Ferguson has the opportunity to set the tone of Emory & Henry College’s School of Nursing as the founding dean. With that opportunity, Ferguson dedicated herself to establishing a curriculum emphasis on population health in rural communities. Ferguson assuaged any fears that nurses who pursue a career at Emory & Henry College may be pigeonholed into working exclusively in rural settings. “Rural care skills can translate into underserved and urban care,” she said. Both rural and underserved urban areas suffer from being Health Professional Shortage Areas (HPSA).
In addition to the challenges that being an HPSA region places on healthcare is that of the digital divide. Ferguson’s curriculum emphasis addresses many of the health literacy and healthcare staff fears of working around potentially unreachable medical databases and digital resources because of poor regional digital infrastructure. “It is challenging to recruit healthcare professionals to rural communities without access to supportive resources,” Ferguson said about the issues that the digital divide healthcare professionals in rural areas need to contend with.

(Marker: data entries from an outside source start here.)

//! The `FleetRegistry` — owned driver collection behind accessor methods.

use dispatch_core::{DriverId, PlanePoint};

use crate::{Driver, DriverStatus, FleetError, FleetResult};

/// All drivers on the roster, indexed directly by `DriverId`.
///
/// IDs are assigned densely at onboarding (`DriverId` == slot index), so a
/// plain `Vec` is the whole storage — no id map needed.  Drivers are never
/// removed; an off-roster driver is `Offline`.
#[derive(Default)]
pub struct FleetRegistry {
    drivers: Vec<Driver>,
}

impl FleetRegistry {
    pub fn new() -> Self {
        Self::default()
    }

    // ── Roster ────────────────────────────────────────────────────────────

    /// Onboard a new driver at `position` (clamped onto the plane), idle.
    pub fn onboard(&mut self, name: impl Into<String>, position: PlanePoint) -> DriverId {
        let id = DriverId(self.drivers.len() as u32);
        self.drivers.push(Driver {
            id,
            name: name.into(),
            status: DriverStatus::Idle,
            position: position.clamped(),
            destination: None,
            heading_deg: 0.0,
            active_orders: 0,
        });
        id
    }

    /// Take a driver off dispatch rotation.
    ///
    /// # Errors
    ///
    /// `NotAvailable` if the driver is busy — finish or release the route
    /// first.  `NotFound` for an unknown id.
    pub fn set_offline(&mut self, id: DriverId) -> FleetResult<()> {
        let driver = self.get_mut(id)?;
        if driver.status == DriverStatus::Busy {
            return Err(FleetError::NotAvailable { id, status: driver.status });
        }
        driver.status = DriverStatus::Offline;
        Ok(())
    }

    /// Return an offline driver to rotation.  No-op on an idle driver.
    ///
    /// # Errors
    ///
    /// `NotAvailable` if the driver is busy; `NotFound` for an unknown id.
    pub fn set_idle(&mut self, id: DriverId) -> FleetResult<()> {
        let driver = self.get_mut(id)?;
        if driver.status == DriverStatus::Busy {
            return Err(FleetError::NotAvailable { id, status: driver.status });
        }
        driver.status = DriverStatus::Idle;
        Ok(())
    }

    // ── Queries ───────────────────────────────────────────────────────────

    pub fn get(&self, id: DriverId) -> Option<&Driver> {
        self.drivers.get(id.index())
    }

    /// All drivers in onboarding order — read-only snapshot for presentation.
    pub fn drivers(&self) -> impl Iterator<Item = &Driver> {
        self.drivers.iter()
    }

    pub fn len(&self) -> usize {
        self.drivers.len()
    }

    pub fn is_empty(&self) -> bool {
        self.drivers.is_empty()
    }

    /// All idle drivers, in onboarding order.
    pub fn list_available(&self) -> Vec<&Driver> {
        self.drivers.iter().filter(|d| d.is_available()).collect()
    }

    /// IDs of all busy drivers.
    pub fn busy_ids(&self) -> Vec<DriverId> {
        self.drivers.iter().filter(|d| d.is_busy()).map(|d| d.id).collect()
    }

    // ── Dispatch transitions ──────────────────────────────────────────────

    /// Bind an idle driver to `destination`, making it busy.
    ///
    /// Sets the initial heading toward the destination and increments
    /// `active_orders`.  The destination is clamped onto the plane.
    ///
    /// # Errors
    ///
    /// `NotAvailable` unless the driver is idle; `NotFound` for an unknown id.
    pub fn claim(&mut self, id: DriverId, destination: PlanePoint) -> FleetResult<()> {
        let driver = self.get_mut(id)?;
        if driver.status != DriverStatus::Idle {
            return Err(FleetError::NotAvailable { id, status: driver.status });
        }
        let destination = destination.clamped();
        driver.status = DriverStatus::Busy;
        driver.heading_deg = driver.position.heading_deg(destination);
        driver.destination = Some(destination);
        driver.active_orders += 1;
        Ok(())
    }

    /// Return a driver to idle: clears destination and heading, decrements
    /// `active_orders` (never below zero).
    ///
    /// Releasing an already-idle driver is a no-op — callers may release
    /// defensively without checking status first.
    ///
    /// # Errors
    ///
    /// `NotFound` for an unknown id.
    pub fn release(&mut self, id: DriverId) -> FleetResult<()> {
        let driver = self.get_mut(id)?;
        if driver.status != DriverStatus::Busy {
            return Ok(());
        }
        driver.status = DriverStatus::Idle;
        driver.destination = None;
        driver.heading_deg = 0.0;
        driver.active_orders = driver.active_orders.saturating_sub(1);
        Ok(())
    }

    /// Update the destination of a busy driver without changing status —
    /// the "next stop" path used by the simulator after an arrival.
    ///
    /// # Errors
    ///
    /// `NotAvailable` unless the driver is busy; `NotFound` for an unknown id.
    pub fn reroute(&mut self, id: DriverId, destination: PlanePoint) -> FleetResult<()> {
        let driver = self.get_mut(id)?;
        if driver.status != DriverStatus::Busy {
            return Err(FleetError::NotAvailable { id, status: driver.status });
        }
        let destination = destination.clamped();
        driver.heading_deg = driver.position.heading_deg(destination);
        driver.destination = Some(destination);
        Ok(())
    }

    // ── Simulator access ──────────────────────────────────────────────────

    /// Mutable iteration over busy drivers, for the per-tick kinematic step.
    ///
    /// The simulator only writes `position` and `heading_deg`; status and
    /// destination changes must go through `claim`/`release`/`reroute` so the
    /// Busy ⇔ destination invariant holds.
    pub fn busy_drivers_mut(&mut self) -> impl Iterator<Item = &mut Driver> {
        self.drivers.iter_mut().filter(|d| d.is_busy())
    }

    // ── Internal ──────────────────────────────────────────────────────────

    fn get_mut(&mut self, id: DriverId) -> FleetResult<&mut Driver> {
        self.drivers.get_mut(id.index()).ok_or(FleetError::NotFound(id))
    }
}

According to the National Academies of Science Engineering Medicine, formerly the Institute of Medicine, a national need for nursing staff is going to continue to grow until 2030 as prior generations of nurses age out of the workforce and into retirement. With the College’s new School of Nursing headed up by founding dean Ferguson, Emory & Henry College will equip nursing graduates to handle the regional shortages from both the wave of nurses who are projected to be retiring by 2030, working in an HPSA and contending with the challenges that the digital divide provides.